Generalized Mathematical Modeling of Aqueous Humour Flow in the Anterior Chamber and Through a Mesh Channel in the Human Eye

ABSTRACT In this work, we propose mathematical models for the processes that take place in the human eye and how they contribute to the development of pathological states. We considered and studied two related dynamics processes that take place in the eye. Firstly, a generalized mathematical model of aqueous humour flow driven by temperature gradient in the anterior chamber is presented. This predicts the flow behavior when the ambient temperature is higher than the core body temperature. The purpose of these models is to predict flow behavior in the presence of high ambient temperatures. Secondly, we consider the aqueous humour flow through a trabecular mesh channel in the presence of multiple constrictions or stenoses. A two dimensional model for the fluid in the mesh channel with couple stress fluid in the core region and Newtonian fluid in the peripheral region is developed. The purpose of these models is to examine the flow behavior and investigate how this influences primary open angle glaucoma (POAG).
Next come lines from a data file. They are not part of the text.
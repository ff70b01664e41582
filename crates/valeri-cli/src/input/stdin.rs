use serde::de::DeserializeOwned;
use std::io::{self, Read};

/// Read a project document piped on stdin. JSON is tried first, then YAML.
/// Returns None when stdin is a terminal or the pipe is empty.
pub fn read_stdin<T: DeserializeOwned>() -> Result<Option<T>, Box<dyn std::error::Error>> {
    if atty::is(atty::Stream::Stdin) {
        return Ok(None);
    }

    let mut buffer = String::new();
    io::stdin().read_to_string(&mut buffer)?;

    let trimmed = buffer.trim();
    if trimmed.is_empty() {
        return Ok(None);
    }

    match serde_json::from_str(trimmed) {
        Ok(value) => Ok(Some(value)),
        Err(json_err) => serde_yaml::from_str(trimmed)
            .map(Some)
            .map_err(|yaml_err| {
                Box::<dyn std::error::Error>::from(format!(
                    "stdin is neither valid JSON ({json_err}) nor YAML ({yaml_err})"
                ))
            }),
    }
}
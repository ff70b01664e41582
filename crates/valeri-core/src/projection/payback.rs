use log::warn;
use rust_decimal::Decimal;

use crate::types::{Money, Years};

/// Tracks the first year the cumulative discounted flow turns non-negative.
#[derive(Debug, Clone)]
pub(crate) struct PaybackTracker {
    period: Option<Years>,
}

impl PaybackTracker {
    /// A non-negative year-0 flow pays back immediately.
    pub(crate) fn new(year_zero: Money) -> Self {
        let period = if year_zero >= Decimal::ZERO {
            Some(Decimal::ZERO)
        } else {
            None
        };
        Self { period }
    }

    /// Feed year `year`'s discounted flow and the cumulative after adding it.
    /// Only the first crossing is kept.
    pub(crate) fn observe(&mut self, year: u32, discounted: Money, cumulative: Money) {
        if self.period.is_none() && cumulative >= Decimal::ZERO {
            self.period = Some(interpolate_crossing(year, discounted, cumulative));
        }
    }

    pub(crate) fn finish(self) -> Option<Years> {
        self.period
    }
}

/// Payback inside the crossing year, assuming the year's flow accrues evenly:
/// `(year - 1) + |prior| / discounted` where `prior = cumulative - discounted`.
///
/// A zero flow in the crossing year has nothing to interpolate over; payback is
/// then placed at the start of the year (fraction 0).
pub fn interpolate_crossing(year: u32, discounted: Money, cumulative: Money) -> Years {
    let completed = Decimal::from(year.saturating_sub(1));
    if discounted.is_zero() {
        warn!("zero discounted flow in payback year {year}; placing payback at start of year");
        return completed;
    }
    let prior = cumulative - discounted;
    completed + prior.abs() / discounted
}

#[cfg(test)]
mod tests {
    use super::*;
    use rust_decimal_macros::dec;

    #[test]
    fn test_half_year_crossing() {
        // -100 before, +200 during year 3 => crosses halfway through.
        assert_eq!(interpolate_crossing(3, dec!(200), dec!(100)), dec!(2.5));
    }

    #[test]
    fn test_crossing_at_year_end() {
        assert_eq!(interpolate_crossing(4, dec!(250), Decimal::ZERO), dec!(4));
    }

    #[test]
    fn test_zero_flow_crossing_is_start_of_year() {
        assert_eq!(interpolate_crossing(6, Decimal::ZERO, Decimal::ZERO), dec!(5));
    }

    #[test]
    fn test_tracker_keeps_first_crossing() {
        let mut tracker = PaybackTracker::new(dec!(-100));
        tracker.observe(1, dec!(50), dec!(-50));
        tracker.observe(2, dec!(100), dec!(50));
        // A later dip and recovery must not move the payback.
        tracker.observe(3, dec!(-80), dec!(-30));
        tracker.observe(4, dec!(60), dec!(30));
        assert_eq!(tracker.finish(), Some(dec!(1.5)));
    }

    #[test]
    fn test_tracker_without_crossing() {
        let mut tracker = PaybackTracker::new(dec!(-100));
        tracker.observe(1, dec!(10), dec!(-90));
        assert_eq!(tracker.finish(), None);
    }

    #[test]
    fn test_non_negative_year_zero_pays_back_immediately() {
        let mut tracker = PaybackTracker::new(Decimal::ZERO);
        tracker.observe(1, dec!(-10), dec!(-10));
        assert_eq!(tracker.finish(), Some(Decimal::ZERO));
    }
}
The models are solved analytically. The result obtained showed that buoyant convective flow would always arise from the temperature gradient that is present across the anterior chamber of the eye. Also, as the cornea height and temperature increases, the fluid velocity decreases. It is observed that resistance to flow and wall shear stress increased with the height of the stenoses. The result equally indicated that intraocular pressure (IOP) increased with the wall shear stress as a result of the multiple stenoses that narrows the trabecular mesh channel. The channel becomes progressively less porous, this might lead to primary open angle glaucoma (POAG).